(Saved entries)
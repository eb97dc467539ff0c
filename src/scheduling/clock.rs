//! Conversion between seconds-from-midnight and "HH:MM" labels

use crate::error::{AppError, AppResult};

use super::SECONDS_PER_DAY;

/// Format an offset from midnight as a zero-padded 24-hour "HH:MM" label
pub fn format_clock(offset: i32) -> String {
    let hours = offset / 3600;
    let minutes = (offset % 3600) / 60;
    format!("{:02}:{:02}", hours, minutes)
}

/// Parse an "HH:MM" label into seconds from midnight.
///
/// Single-digit hours ("9:30") are accepted so that legacy clients keep
/// working; minutes must always have two digits.
pub fn parse_clock(label: &str) -> AppResult<i32> {
    let invalid = || AppError::Validation(format!("Invalid time label '{}' (use HH:MM)", label));

    let (hh, mm) = label.trim().split_once(':').ok_or_else(invalid)?;
    if hh.is_empty() || hh.len() > 2 || mm.len() != 2 {
        return Err(invalid());
    }
    if !hh.bytes().chain(mm.bytes()).all(|b| b.is_ascii_digit()) {
        return Err(invalid());
    }

    let hours: i32 = hh.parse().map_err(|_| invalid())?;
    let minutes: i32 = mm.parse().map_err(|_| invalid())?;
    if hours >= 24 || minutes >= 60 {
        return Err(invalid());
    }

    let offset = hours * 3600 + minutes * 60;
    debug_assert!(offset < SECONDS_PER_DAY);
    Ok(offset)
}

#[cfg(test)]
mod tests {
    use super::*;

    #[test]
    fn test_format_clock() {
        assert_eq!(format_clock(0), "00:00");
        assert_eq!(format_clock(1800), "00:30");
        assert_eq!(format_clock(9 * 3600), "09:00");
        assert_eq!(format_clock(23 * 3600 + 1800), "23:30");
    }

    #[test]
    fn test_parse_clock() {
        assert_eq!(parse_clock("00:00").unwrap(), 0);
        assert_eq!(parse_clock("09:30").unwrap(), 9 * 3600 + 1800);
        assert_eq!(parse_clock("9:30").unwrap(), 9 * 3600 + 1800);
        assert_eq!(parse_clock("23:59").unwrap(), 86_340);
    }

    #[test]
    fn test_parse_clock_rejects_malformed() {
        for label in ["", "0930", "9:0", "24:00", "10:60", "ab:cd", "10:", ":30", "-1:30", "100:00"] {
            assert!(
                matches!(parse_clock(label), Err(AppError::Validation(_))),
                "label {:?} should be rejected",
                label
            );
        }
    }

    #[test]
    fn test_round_trip_on_grid() {
        for offset in (0..86_400).step_by(1800) {
            assert_eq!(parse_clock(&format_clock(offset)).unwrap(), offset);
        }
    }
}
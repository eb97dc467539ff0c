//! Buildings repository: buildings and their slot grid

use std::time::Duration;

use sqlx::{Pool, Postgres, QueryBuilder, Transaction};

use super::{finish, with_timeout};
use crate::{
    error::{AppError, AppResult},
    models::{
        building::{Building, BuildingQuery, CreateBuilding},
        PageInfo, Pagination, Slot,
    },
    scheduling::GridSlot,
};

#[derive(Clone)]
pub struct BuildingsRepository {
    pool: Pool<Postgres>,
    timeout: Duration,
}

impl BuildingsRepository {
    pub fn new(pool: Pool<Postgres>, timeout: Duration) -> Self {
        Self { pool, timeout }
    }

    /// Insert a building and its whole slot grid in one transaction
    pub async fn create(
        &self,
        data: &CreateBuilding,
        manager_id: i32,
        grid: &[GridSlot],
    ) -> AppResult<(Building, Vec<Slot>)> {
        with_timeout(self.timeout, "create building", async {
            let mut tx = self.pool.begin().await?;
            let result = Self::insert_with_grid(&mut tx, data, manager_id, grid).await;
            finish(tx, result).await
        })
        .await
    }

    async fn insert_with_grid(
        tx: &mut Transaction<'_, Postgres>,
        data: &CreateBuilding,
        manager_id: i32,
        grid: &[GridSlot],
    ) -> AppResult<(Building, Vec<Slot>)> {
        let building = sqlx::query_as::<_, Building>(
            r#"
            INSERT INTO buildings (building_name, address, description, manager_id, start_time, end_time)
            VALUES ($1, $2, $3, $4, $5, $6)
            RETURNING *
            "#,
        )
        .bind(&data.name)
        .bind(&data.address)
        .bind(&data.description)
        .bind(manager_id)
        .bind(data.start_time)
        .bind(data.end_time)
        .fetch_one(&mut **tx)
        .await?;

        let mut slots = Vec::with_capacity(grid.len());
        for entry in grid {
            let slot = sqlx::query_as::<_, Slot>(
                r#"
                INSERT INTO times (building_id, work_time, start_offset)
                VALUES ($1, $2, $3)
                RETURNING id, building_id, work_time, start_offset
                "#,
            )
            .bind(building.id)
            .bind(&entry.label)
            .bind(entry.offset)
            .fetch_one(&mut **tx)
            .await?;
            slots.push(slot);
        }

        Ok((building, slots))
    }

    /// Get building by ID
    pub async fn get_by_id(&self, id: i32) -> AppResult<Building> {
        with_timeout(self.timeout, "get building", async {
            sqlx::query_as::<_, Building>("SELECT * FROM buildings WHERE id = $1")
                .bind(id)
                .fetch_optional(&self.pool)
                .await?
                .ok_or_else(|| AppError::NotFound(format!("Building {} not found", id)))
        })
        .await
    }

    /// List buildings, optionally restricted to one manager
    pub async fn list(&self, query: &BuildingQuery) -> AppResult<(Vec<Building>, PageInfo)> {
        with_timeout(self.timeout, "list buildings", async {
            let mut count_q = QueryBuilder::<Postgres>::new("SELECT COUNT(*) FROM buildings");
            if let Some(manager_id) = query.manager_id {
                count_q.push(" WHERE manager_id = ").push_bind(manager_id);
            }
            let count: i64 = count_q.build_query_scalar().fetch_one(&self.pool).await?;

            let window = Pagination {
                limit: query.limit,
                page: query.page,
            }
            .window(count)?;

            let mut select_q = QueryBuilder::<Postgres>::new("SELECT * FROM buildings");
            if let Some(manager_id) = query.manager_id {
                select_q.push(" WHERE manager_id = ").push_bind(manager_id);
            }
            select_q
                .push(" ORDER BY id ASC LIMIT ")
                .push_bind(window.limit)
                .push(" OFFSET ")
                .push_bind(window.offset);

            let rows = select_q
                .build_query_as::<Building>()
                .fetch_all(&self.pool)
                .await?;

            Ok((rows, PageInfo::new(&window, count)))
        })
        .await
    }

    /// Delete a building (cascades to slots, pitches and their orders)
    pub async fn delete(&self, id: i32) -> AppResult<()> {
        with_timeout(self.timeout, "delete building", async {
            let result = sqlx::query("DELETE FROM buildings WHERE id = $1")
                .bind(id)
                .execute(&self.pool)
                .await?;
            if result.rows_affected() == 0 {
                return Err(AppError::NotFound(format!("Building {} not found", id)));
            }
            Ok(())
        })
        .await
    }

    /// Slot grid of a building, in time-of-day order
    pub async fn slot_grid(&self, building_id: i32) -> AppResult<Vec<Slot>> {
        with_timeout(self.timeout, "list slots", fetch_grid(&self.pool, building_id)).await
    }
}

/// Grid rows of a building; an existing building always has at least two
pub(crate) async fn fetch_grid(pool: &Pool<Postgres>, building_id: i32) -> AppResult<Vec<Slot>> {
    let slots = sqlx::query_as::<_, Slot>(
        r#"
        SELECT id, building_id, work_time, start_offset
        FROM times
        WHERE building_id = $1
        ORDER BY start_offset
        "#,
    )
    .bind(building_id)
    .fetch_all(pool)
    .await?;

    if slots.is_empty() {
        return Err(AppError::NotFound(format!("Building {} not found", building_id)));
    }
    Ok(slots)
}
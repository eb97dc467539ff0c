//! Slot grid generation for a building's operating window

use crate::error::{AppError, AppResult};

use super::{format_clock, SECONDS_PER_DAY};

/// One slot of a building grid, before it is persisted
#[derive(Debug, Clone, PartialEq, Eq)]
pub struct GridSlot {
    pub label: String,
    pub offset: i32,
}

/// Check an operating window against the grid rules without generating it
pub fn validate_window(start: i32, end: i32, duration: i32) -> AppResult<()> {
    if duration <= 0 {
        return Err(AppError::Validation("Slot duration must be positive".to_string()));
    }
    if start < 0 || end >= SECONDS_PER_DAY {
        return Err(AppError::Validation(format!(
            "Operating hours must lie within one day (got {}..{})",
            start, end
        )));
    }
    if start >= end {
        return Err(AppError::Validation(
            "start_time must be earlier than end_time".to_string(),
        ));
    }
    if start % duration != 0 || end % duration != 0 {
        return Err(AppError::Validation(format!(
            "Operating hours must be multiples of {} seconds",
            duration
        )));
    }
    Ok(())
}

/// Generate the ordered slot grid covering `start..=end`.
///
/// The closing offset itself is part of the grid: a building open from
/// 00:00 to 01:00 has the slots 00:00, 00:30 and 01:00.
pub fn generate_slots(start: i32, end: i32, duration: i32) -> AppResult<Vec<GridSlot>> {
    validate_window(start, end, duration)?;

    let slots = (start..=end)
        .step_by(duration as usize)
        .map(|offset| GridSlot {
            label: format_clock(offset),
            offset,
        })
        .collect();

    Ok(slots)
}
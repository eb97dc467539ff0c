//! Pitch (washing bay) model

use chrono::{DateTime, Utc};
use serde::{Deserialize, Serialize};
use sqlx::FromRow;
use utoipa::ToSchema;
use validator::Validate;

#[derive(Debug, Clone, Serialize, Deserialize, FromRow, ToSchema)]
pub struct Pitch {
    pub id: i32,
    pub building_id: i32,
    /// Price per half-hour slot
    pub price: i32,
    pub pitch_type: i32,
    pub crea_date: DateTime<Utc>,
}

#[derive(Debug, Clone, Deserialize, Validate, ToSchema)]
pub struct CreatePitch {
    pub building_id: i32,
    #[validate(range(min = 0, message = "Price cannot be negative"))]
    pub price: i32,
    #[serde(default)]
    pub pitch_type: i32,
}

● Instructions to follow
State only how many lines above hold the string "QueryBuilder".

● Solution for this exercise
3